Differences in the way of thinking

Western: “comes to the point”, from micro to macro, focusing on the specifics
Chinese: step-by-step exploring the idea and purpose, from macro to micro emphasizing the “general”

History perspective

Chinese historians: analyze from general perspective, and explore motive and significance
Western historians: more attention to a witness narrative and statistics that show different aspects of the event and results. Their conclusions are based on interpretation of the info.

View of the ideal world
West: broadly associated with democracy, freedom, equality
Chinese: Confucian concept; “Harmony” based on collective effort and responsibility as well as perfect top down arrangement.


One thought on “Chinese and Western Difference in Cultural and Historical Perceptions

  1. Rich

    “Patriotic” Chinese people love to make these artificial dichotomies to justify their badness in a context of moral and cultural relativism that appeals to postmodern Western thinking. In truth it’s just more of the same lies.

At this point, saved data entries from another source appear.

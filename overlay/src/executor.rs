//! Main-thread executor
//!
//! Windowing and GL handles must be used from the thread that created them
//! (on macOS that has to be the process main thread). All of that state
//! lives on one executor thread; everything else talks to it by submitting
//! jobs and blocking until they have run.
//!
//! The state is built INSIDE the executor thread by a factory closure and
//! handed to every job as `&mut S`, so non-`Send` handles never leave it.
//!
//! # Caller contract
//!
//! Jobs must not submit more jobs and wait on them. The executor is busy
//! running the outer job, so the inner one would never be picked up and the
//! thread deadlocks. This is not detected at runtime.

use std::panic::{self, AssertUnwindSafe};
use std::thread::{self, JoinHandle};

use thiserror::Error;
use tokio::sync::{mpsc, oneshot};
use tracing::{debug, warn};

type Job<S> = Box<dyn FnOnce(&mut S) + Send + 'static>;

/// Errors from submitting work to the executor
#[derive(Debug, Clone, PartialEq, Eq, Error)]
pub enum ExecutorError {
    #[error("executor thread failed to start: {0}")]
    Startup(String),

    #[error("executor thread is no longer running")]
    Disconnected,
}

/// Handle for submitting jobs to the executor thread.
///
/// Cheap to clone; the executor keeps running while any handle exists.
pub struct MainThread<S> {
    tx: mpsc::UnboundedSender<Job<S>>,
}

impl<S> Clone for MainThread<S> {
    fn clone(&self) -> Self {
        Self {
            tx: self.tx.clone(),
        }
    }
}

impl<S: 'static> MainThread<S> {
    /// Run `f` on the executor thread and block until it returns.
    ///
    /// Jobs submitted from one thread run in submission order and never
    /// interleave with jobs from other threads. There is no timeout.
    pub fn exec<R, F>(&self, f: F) -> Result<R, ExecutorError>
    where
        F: FnOnce(&mut S) -> R + Send + 'static,
        R: Send + 'static,
    {
        let (reply_tx, reply_rx) = oneshot::channel();
        self.tx
            .send(Box::new(move |state: &mut S| {
                let _ = reply_tx.send(f(state));
            }))
            .map_err(|_| ExecutorError::Disconnected)?;

        // A panicking job drops the reply sender while unwinding
        reply_rx
            .blocking_recv()
            .map_err(|_| ExecutorError::Disconnected)
    }

    /// Queue `f` without waiting for it. Only used for releasing resources
    /// from `Drop`, which may run on the executor thread itself.
    pub(crate) fn post<F>(&self, f: F) -> Result<(), ExecutorError>
    where
        F: FnOnce(&mut S) + Send + 'static,
    {
        self.tx
            .send(Box::new(f))
            .map_err(|_| ExecutorError::Disconnected)
    }

    /// A handle that does not keep the executor alive
    pub fn downgrade(&self) -> WeakMainThread<S> {
        WeakMainThread {
            tx: self.tx.downgrade(),
        }
    }
}

/// Non-owning executor handle, see [`MainThread::downgrade`]
pub struct WeakMainThread<S> {
    tx: mpsc::WeakUnboundedSender<Job<S>>,
}

impl<S> Clone for WeakMainThread<S> {
    fn clone(&self) -> Self {
        Self {
            tx: self.tx.clone(),
        }
    }
}

impl<S> WeakMainThread<S> {
    pub fn upgrade(&self) -> Option<MainThread<S>> {
        self.tx.upgrade().map(|tx| MainThread { tx })
    }
}

/// Owner of the executor thread.
pub struct Executor<S> {
    handle: MainThread<S>,
    thread: Option<JoinHandle<()>>,
}

impl<S: 'static> Executor<S> {
    /// Spawn a dedicated executor thread.
    ///
    /// `factory` runs on the new thread and builds the thread-affine state.
    /// Returns once the factory has finished; its error is passed back
    /// unchanged.
    pub fn spawn<F, E>(name: &str, factory: F) -> Result<Self, E>
    where
        F: FnOnce() -> Result<S, E> + Send + 'static,
        E: From<ExecutorError> + Send + 'static,
    {
        let (tx, rx) = mpsc::unbounded_channel::<Job<S>>();

        // Confirms creation back from the spawned thread
        let (confirm_tx, confirm_rx) = std::sync::mpsc::channel::<Result<(), E>>();

        let thread = thread::Builder::new()
            .name(name.to_string())
            .spawn(move || {
                let state = match factory() {
                    Ok(state) => {
                        let _ = confirm_tx.send(Ok(()));
                        state
                    }
                    Err(e) => {
                        let _ = confirm_tx.send(Err(e));
                        return;
                    }
                };
                run_jobs(state, rx);
            })
            .map_err(|e| E::from(ExecutorError::Startup(e.to_string())))?;

        match confirm_rx.recv() {
            Ok(Ok(())) => {
                debug!(thread = name, "executor started");
                Ok(Self {
                    handle: MainThread { tx },
                    thread: Some(thread),
                })
            }
            Ok(Err(e)) => {
                let _ = thread.join();
                Err(e)
            }
            Err(_) => Err(E::from(ExecutorError::Startup(
                "executor thread exited before confirming startup".to_string(),
            ))),
        }
    }

    /// Run the executor loop on the calling thread.
    ///
    /// Use this where the platform requires the process main thread. `app`
    /// runs on a spawned thread with an executor whose jobs run here. Returns
    /// `app`'s result after it has finished and every handle is gone. Panics
    /// from either side are resumed on this thread.
    pub fn run_on_current<F, E, A, R>(factory: F, app: A) -> Result<R, E>
    where
        F: FnOnce() -> Result<S, E>,
        E: From<ExecutorError>,
        A: FnOnce(Executor<S>) -> R + Send + 'static,
        R: Send + 'static,
    {
        let state = factory()?;
        let (tx, rx) = mpsc::unbounded_channel::<Job<S>>();
        let executor = Executor {
            handle: MainThread { tx },
            thread: None,
        };

        let app_thread = thread::Builder::new()
            .name("regionshot-app".to_string())
            .spawn(move || app(executor))
            .map_err(|e| E::from(ExecutorError::Startup(e.to_string())))?;

        // rx is moved in, so a panicking job also disconnects the app side
        let outcome = panic::catch_unwind(AssertUnwindSafe(move || run_jobs(state, rx)));
        let app_result = app_thread.join();

        if let Err(payload) = outcome {
            panic::resume_unwind(payload);
        }
        match app_result {
            Ok(result) => Ok(result),
            Err(payload) => panic::resume_unwind(payload),
        }
    }

    pub fn handle(&self) -> &MainThread<S> {
        &self.handle
    }

    /// Shorthand for `self.handle().exec(f)`
    pub fn exec<R, F>(&self, f: F) -> Result<R, ExecutorError>
    where
        F: FnOnce(&mut S) -> R + Send + 'static,
        R: Send + 'static,
    {
        self.handle.exec(f)
    }
}

impl<S> Drop for Executor<S> {
    fn drop(&mut self) {
        let Some(thread) = self.thread.take() else {
            return;
        };
        // Close our sender; the loop ends once every other handle is gone too
        let (closed_tx, _) = mpsc::unbounded_channel();
        drop(std::mem::replace(&mut self.handle.tx, closed_tx));

        if thread.thread().id() == thread::current().id() {
            // Dropped from inside a job; the loop exits on its own
            return;
        }
        if thread.join().is_err() {
            warn!("executor thread panicked");
        }
    }
}

fn run_jobs<S>(mut state: S, mut rx: mpsc::UnboundedReceiver<Job<S>>) {
    while let Some(job) = rx.blocking_recv() {
        job(&mut state);
    }
    debug!("executor queue closed");
}

#[cfg(test)]
mod tests {
    use super::*;
    use std::sync::{Arc, Mutex};

    fn counter() -> Executor<Vec<u32>> {
        Executor::spawn("test-executor", || Ok::<_, ExecutorError>(Vec::new())).unwrap()
    }

    #[test]
    fn test_exec_returns_value() {
        let executor = counter();
        let len = executor
            .exec(|state| {
                state.push(7);
                state.len()
            })
            .unwrap();
        assert_eq!(len, 1);
        assert_eq!(executor.exec(|state| state.clone()).unwrap(), vec![7]);
    }

    #[test]
    fn test_jobs_run_on_executor_thread() {
        let executor = counter();
        let caller = thread::current().id();
        let (id, name) = executor
            .exec(|_| {
                let current = thread::current();
                (current.id(), current.name().map(str::to_string))
            })
            .unwrap();
        assert_ne!(id, caller);
        assert_eq!(name.as_deref(), Some("test-executor"));

        // Every job lands on the same thread
        let again = executor.exec(|_| thread::current().id()).unwrap();
        assert_eq!(again, id);
    }

    #[test]
    fn test_single_caller_order_is_preserved() {
        let executor = counter();
        for i in 0..100 {
            executor.handle().post(move |state| state.push(i)).unwrap();
        }
        let seen = executor.exec(|state| state.clone()).unwrap();
        assert_eq!(seen, (0..100).collect::<Vec<_>>());
    }

    #[test]
    fn test_concurrent_callers_do_not_interleave() {
        let executor = Arc::new(counter());
        let threads: Vec<_> = (0..4u32)
            .map(|t| {
                let executor = Arc::clone(&executor);
                thread::spawn(move || {
                    for _ in 0..50 {
                        // Both pushes happen inside one job
                        executor
                            .exec(move |state| {
                                state.push(t);
                                state.push(t);
                            })
                            .unwrap();
                    }
                })
            })
            .collect();
        for t in threads {
            t.join().unwrap();
        }

        let seen = executor.exec(|state| state.clone()).unwrap();
        assert_eq!(seen.len(), 400);
        for pair in seen.chunks(2) {
            assert_eq!(pair[0], pair[1]);
        }
    }

    #[test]
    fn test_factory_error_is_returned() {
        let result = Executor::<Vec<u32>>::spawn("failing", || {
            Err(ExecutorError::Startup("no display".to_string()))
        });
        assert_eq!(
            result.err(),
            Some(ExecutorError::Startup("no display".to_string()))
        );
    }

    #[test]
    fn test_panicking_job_disconnects() {
        let executor = counter();
        let result = executor.exec(|_| -> u32 { panic!("job failed") });
        assert_eq!(result, Err(ExecutorError::Disconnected));
        assert_eq!(executor.exec(|s| s.len()), Err(ExecutorError::Disconnected));
    }

    #[test]
    fn test_weak_handle_does_not_outlive_executor() {
        let executor = counter();
        let weak = executor.handle().downgrade();
        assert!(weak.upgrade().is_some());
        drop(executor);
        assert!(weak.upgrade().is_none());
    }

    #[test]
    fn test_run_on_current_uses_calling_thread() {
        let caller = thread::current().id();
        let log = Arc::new(Mutex::new(Vec::new()));
        let app_log = Arc::clone(&log);

        let result = Executor::run_on_current(
            || Ok::<_, ExecutorError>(0u32),
            move |executor| {
                let job_thread = executor
                    .exec(|state| {
                        *state += 1;
                        thread::current().id()
                    })
                    .unwrap();
                app_log.lock().unwrap().push(job_thread);
                assert_ne!(thread::current().id(), job_thread);
                executor.exec(|state| *state).unwrap()
            },
        )
        .unwrap();

        assert_eq!(result, 1);
        assert_eq!(log.lock().unwrap().as_slice(), &[caller]);
    }
}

    In each of the areas your professor has hilighted, all cultures have people which think both different ways. There are plenty of Western people who will protect members of their family, religion, race, etc. from prosecution when that person has broken the law, and there are plenty of Chinese (or at least were, since many have been killed, for instance at Tiananmen Square) who break from the idiotic ideal of loyalty to stand up for what’s right.

    What your professor has described is not any inherent cultural difference between Chinese and “The West” (which is far from a homogenous entity in itself), but rather a difference between the political agendas of The Party in China and those of liberal/progressive democracy, community empowerment, etc.

    All cultures have both good and bad elements to them. Our duty as thinking, caring beings wishing to make our world a better place is to recognize which traits are desirable and which are abominable and to be willing to throw out the bad parts while keeping what’s good from our traditions. China has an extremely large amount of rotton baggage that still needs to be thrown out, and too few people sufficiently brave or willing to take the plunge.